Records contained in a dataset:
++++++++++
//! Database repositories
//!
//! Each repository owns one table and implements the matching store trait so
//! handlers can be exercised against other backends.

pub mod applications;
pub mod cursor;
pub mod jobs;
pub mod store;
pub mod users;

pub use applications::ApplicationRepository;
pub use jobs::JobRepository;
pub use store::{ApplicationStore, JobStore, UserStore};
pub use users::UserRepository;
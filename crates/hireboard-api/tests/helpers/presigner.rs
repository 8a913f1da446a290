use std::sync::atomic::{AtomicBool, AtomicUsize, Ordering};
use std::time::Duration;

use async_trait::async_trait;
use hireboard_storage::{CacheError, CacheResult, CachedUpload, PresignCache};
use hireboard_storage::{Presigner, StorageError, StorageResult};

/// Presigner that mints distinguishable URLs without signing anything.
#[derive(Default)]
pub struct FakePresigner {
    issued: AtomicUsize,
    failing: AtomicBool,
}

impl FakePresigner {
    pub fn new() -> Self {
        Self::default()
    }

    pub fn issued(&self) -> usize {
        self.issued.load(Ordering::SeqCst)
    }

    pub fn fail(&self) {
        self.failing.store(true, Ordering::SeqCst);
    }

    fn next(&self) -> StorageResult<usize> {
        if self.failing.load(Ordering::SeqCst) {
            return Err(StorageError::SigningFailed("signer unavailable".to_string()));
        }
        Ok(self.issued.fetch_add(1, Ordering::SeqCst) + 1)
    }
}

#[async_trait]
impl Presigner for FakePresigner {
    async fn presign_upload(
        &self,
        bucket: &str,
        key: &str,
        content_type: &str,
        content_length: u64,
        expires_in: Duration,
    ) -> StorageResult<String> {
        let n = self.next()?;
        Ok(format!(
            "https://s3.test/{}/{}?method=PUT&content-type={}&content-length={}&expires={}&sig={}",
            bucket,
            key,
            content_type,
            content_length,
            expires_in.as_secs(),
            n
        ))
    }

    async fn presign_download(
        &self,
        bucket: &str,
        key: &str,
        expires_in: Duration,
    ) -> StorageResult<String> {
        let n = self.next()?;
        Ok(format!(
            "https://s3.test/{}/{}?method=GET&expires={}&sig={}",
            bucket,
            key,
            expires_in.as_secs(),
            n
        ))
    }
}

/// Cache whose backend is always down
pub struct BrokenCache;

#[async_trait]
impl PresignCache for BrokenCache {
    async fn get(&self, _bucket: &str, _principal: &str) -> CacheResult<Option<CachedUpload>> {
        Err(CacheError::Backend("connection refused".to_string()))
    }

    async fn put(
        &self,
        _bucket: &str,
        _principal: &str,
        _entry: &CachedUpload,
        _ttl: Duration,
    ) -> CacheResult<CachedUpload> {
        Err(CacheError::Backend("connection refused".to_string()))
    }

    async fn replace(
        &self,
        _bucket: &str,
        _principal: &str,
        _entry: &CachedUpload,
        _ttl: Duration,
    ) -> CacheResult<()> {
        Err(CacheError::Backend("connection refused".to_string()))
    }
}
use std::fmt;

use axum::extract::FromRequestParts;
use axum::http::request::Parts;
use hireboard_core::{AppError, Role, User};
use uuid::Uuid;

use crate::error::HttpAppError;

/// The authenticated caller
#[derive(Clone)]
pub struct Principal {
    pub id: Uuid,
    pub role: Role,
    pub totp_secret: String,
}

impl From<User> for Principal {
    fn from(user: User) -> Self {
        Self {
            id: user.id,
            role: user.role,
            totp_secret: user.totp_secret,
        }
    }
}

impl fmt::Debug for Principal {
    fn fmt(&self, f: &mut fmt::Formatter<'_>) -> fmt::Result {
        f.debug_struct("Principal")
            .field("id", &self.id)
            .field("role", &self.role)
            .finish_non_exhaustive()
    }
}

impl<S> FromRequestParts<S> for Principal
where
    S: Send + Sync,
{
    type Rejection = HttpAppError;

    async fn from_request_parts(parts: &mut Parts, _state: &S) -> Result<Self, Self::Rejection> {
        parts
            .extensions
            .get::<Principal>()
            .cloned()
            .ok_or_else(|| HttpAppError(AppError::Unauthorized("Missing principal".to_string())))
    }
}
++++++++++
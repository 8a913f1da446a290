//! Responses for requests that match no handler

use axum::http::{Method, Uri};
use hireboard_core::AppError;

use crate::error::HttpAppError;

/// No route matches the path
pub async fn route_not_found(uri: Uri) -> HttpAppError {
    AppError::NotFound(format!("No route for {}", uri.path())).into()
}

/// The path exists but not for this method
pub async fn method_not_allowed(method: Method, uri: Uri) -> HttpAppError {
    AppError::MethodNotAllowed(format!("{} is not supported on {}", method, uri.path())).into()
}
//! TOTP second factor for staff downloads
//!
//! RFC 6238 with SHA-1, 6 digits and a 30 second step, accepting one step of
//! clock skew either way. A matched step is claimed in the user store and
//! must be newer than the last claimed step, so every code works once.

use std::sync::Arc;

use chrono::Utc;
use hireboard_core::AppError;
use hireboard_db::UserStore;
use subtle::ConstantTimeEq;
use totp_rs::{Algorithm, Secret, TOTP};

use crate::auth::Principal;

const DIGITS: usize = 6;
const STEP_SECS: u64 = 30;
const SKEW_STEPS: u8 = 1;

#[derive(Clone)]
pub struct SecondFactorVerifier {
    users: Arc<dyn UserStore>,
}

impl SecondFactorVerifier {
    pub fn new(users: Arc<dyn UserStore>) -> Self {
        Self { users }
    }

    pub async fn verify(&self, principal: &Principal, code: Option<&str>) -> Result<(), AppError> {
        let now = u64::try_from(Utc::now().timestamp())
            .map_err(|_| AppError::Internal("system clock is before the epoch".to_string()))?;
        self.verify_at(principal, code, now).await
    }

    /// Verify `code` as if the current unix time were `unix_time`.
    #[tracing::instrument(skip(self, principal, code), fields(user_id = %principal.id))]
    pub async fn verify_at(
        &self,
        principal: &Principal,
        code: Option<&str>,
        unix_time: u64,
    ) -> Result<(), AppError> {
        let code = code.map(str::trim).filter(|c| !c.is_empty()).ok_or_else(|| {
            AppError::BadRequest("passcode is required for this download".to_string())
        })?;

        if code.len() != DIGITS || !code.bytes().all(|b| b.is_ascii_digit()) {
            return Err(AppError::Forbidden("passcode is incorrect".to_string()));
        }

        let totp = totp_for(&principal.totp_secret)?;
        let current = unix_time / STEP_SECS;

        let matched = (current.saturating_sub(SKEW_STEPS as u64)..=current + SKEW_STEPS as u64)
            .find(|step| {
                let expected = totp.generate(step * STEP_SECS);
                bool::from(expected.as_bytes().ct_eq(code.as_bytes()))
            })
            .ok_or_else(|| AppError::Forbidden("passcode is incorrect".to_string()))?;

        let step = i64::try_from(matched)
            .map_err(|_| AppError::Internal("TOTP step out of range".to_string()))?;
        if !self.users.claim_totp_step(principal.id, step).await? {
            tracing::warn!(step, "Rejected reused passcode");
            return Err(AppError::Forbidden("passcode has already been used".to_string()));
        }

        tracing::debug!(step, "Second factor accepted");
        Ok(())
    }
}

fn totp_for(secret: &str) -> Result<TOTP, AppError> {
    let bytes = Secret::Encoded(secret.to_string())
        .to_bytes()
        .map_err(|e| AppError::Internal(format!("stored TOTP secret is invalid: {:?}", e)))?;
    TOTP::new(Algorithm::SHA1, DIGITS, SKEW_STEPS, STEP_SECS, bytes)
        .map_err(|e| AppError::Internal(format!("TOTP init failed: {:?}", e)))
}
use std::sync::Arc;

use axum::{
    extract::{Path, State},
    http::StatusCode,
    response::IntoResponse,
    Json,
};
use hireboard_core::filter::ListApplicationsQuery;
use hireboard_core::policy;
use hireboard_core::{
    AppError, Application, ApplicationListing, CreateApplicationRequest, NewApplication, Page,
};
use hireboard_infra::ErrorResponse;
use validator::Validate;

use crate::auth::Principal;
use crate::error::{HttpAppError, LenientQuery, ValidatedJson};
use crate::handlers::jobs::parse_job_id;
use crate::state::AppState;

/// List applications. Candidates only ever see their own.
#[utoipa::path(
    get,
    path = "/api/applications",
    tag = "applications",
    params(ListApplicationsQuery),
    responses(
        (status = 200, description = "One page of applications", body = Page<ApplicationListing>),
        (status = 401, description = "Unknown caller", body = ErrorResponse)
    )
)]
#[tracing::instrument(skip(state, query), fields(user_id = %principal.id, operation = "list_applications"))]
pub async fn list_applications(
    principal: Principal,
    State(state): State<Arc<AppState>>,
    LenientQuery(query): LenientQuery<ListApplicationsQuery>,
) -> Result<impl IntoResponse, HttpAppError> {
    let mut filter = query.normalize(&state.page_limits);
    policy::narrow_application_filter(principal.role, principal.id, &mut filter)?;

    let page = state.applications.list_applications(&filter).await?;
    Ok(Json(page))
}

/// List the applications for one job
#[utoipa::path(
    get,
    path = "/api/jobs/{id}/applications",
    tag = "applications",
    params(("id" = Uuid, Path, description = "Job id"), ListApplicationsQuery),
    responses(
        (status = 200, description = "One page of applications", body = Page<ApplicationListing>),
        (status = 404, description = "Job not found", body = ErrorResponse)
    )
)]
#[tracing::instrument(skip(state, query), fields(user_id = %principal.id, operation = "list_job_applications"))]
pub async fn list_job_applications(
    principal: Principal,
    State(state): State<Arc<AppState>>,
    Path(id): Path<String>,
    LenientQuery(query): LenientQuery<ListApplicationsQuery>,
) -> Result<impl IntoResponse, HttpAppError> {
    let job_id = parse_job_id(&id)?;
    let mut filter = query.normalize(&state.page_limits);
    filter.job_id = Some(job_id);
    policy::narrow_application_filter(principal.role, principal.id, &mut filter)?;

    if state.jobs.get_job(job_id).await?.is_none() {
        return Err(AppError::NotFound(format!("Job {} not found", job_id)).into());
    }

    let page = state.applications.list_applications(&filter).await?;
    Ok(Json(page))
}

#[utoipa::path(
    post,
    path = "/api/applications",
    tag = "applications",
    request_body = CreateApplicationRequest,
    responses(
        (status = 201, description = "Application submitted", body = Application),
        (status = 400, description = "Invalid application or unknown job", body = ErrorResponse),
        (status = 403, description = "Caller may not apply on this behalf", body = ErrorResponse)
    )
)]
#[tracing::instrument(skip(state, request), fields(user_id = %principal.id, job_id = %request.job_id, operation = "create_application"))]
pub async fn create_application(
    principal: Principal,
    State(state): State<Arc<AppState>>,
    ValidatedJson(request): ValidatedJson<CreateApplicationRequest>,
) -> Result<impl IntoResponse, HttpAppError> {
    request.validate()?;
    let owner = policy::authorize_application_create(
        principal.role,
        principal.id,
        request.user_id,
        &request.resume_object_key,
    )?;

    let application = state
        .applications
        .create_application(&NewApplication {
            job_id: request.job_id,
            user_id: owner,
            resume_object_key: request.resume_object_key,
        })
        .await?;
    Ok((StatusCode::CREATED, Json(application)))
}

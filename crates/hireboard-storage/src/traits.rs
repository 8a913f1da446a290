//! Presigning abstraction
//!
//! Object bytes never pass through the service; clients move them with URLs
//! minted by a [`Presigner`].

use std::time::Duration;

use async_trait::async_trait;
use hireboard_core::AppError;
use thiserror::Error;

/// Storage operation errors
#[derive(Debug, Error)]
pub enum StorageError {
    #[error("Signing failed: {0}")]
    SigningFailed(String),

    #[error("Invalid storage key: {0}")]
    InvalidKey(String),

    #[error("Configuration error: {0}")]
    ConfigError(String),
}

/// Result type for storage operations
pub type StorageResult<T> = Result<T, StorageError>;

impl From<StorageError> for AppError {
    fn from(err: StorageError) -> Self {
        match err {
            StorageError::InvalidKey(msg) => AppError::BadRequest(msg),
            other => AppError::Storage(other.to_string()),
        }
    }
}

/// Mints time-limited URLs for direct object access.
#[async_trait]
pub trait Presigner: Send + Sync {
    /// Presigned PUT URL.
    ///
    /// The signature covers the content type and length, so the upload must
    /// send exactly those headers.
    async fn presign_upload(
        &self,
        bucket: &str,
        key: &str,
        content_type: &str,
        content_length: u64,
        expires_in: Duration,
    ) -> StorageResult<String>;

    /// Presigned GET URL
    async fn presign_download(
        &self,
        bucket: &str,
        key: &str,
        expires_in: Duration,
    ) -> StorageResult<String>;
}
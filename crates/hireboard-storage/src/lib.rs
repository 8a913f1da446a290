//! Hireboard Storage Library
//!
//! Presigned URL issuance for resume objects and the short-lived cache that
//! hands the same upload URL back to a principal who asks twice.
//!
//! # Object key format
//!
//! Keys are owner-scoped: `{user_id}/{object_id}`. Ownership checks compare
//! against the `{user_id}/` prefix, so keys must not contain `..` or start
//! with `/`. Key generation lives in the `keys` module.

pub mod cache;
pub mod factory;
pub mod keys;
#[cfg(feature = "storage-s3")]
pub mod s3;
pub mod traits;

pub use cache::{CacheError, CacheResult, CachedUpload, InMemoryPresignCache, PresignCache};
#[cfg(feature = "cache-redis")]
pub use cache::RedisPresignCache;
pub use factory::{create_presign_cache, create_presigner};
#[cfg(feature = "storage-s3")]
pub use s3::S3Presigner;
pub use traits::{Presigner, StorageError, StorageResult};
++++++++++
▶ **Required work**
Show me every line in the data above that includes "InvalidKey".

▶ **Reply**
    InvalidKey(String),
            StorageError::InvalidKey(msg) => AppError::BadRequest(msg),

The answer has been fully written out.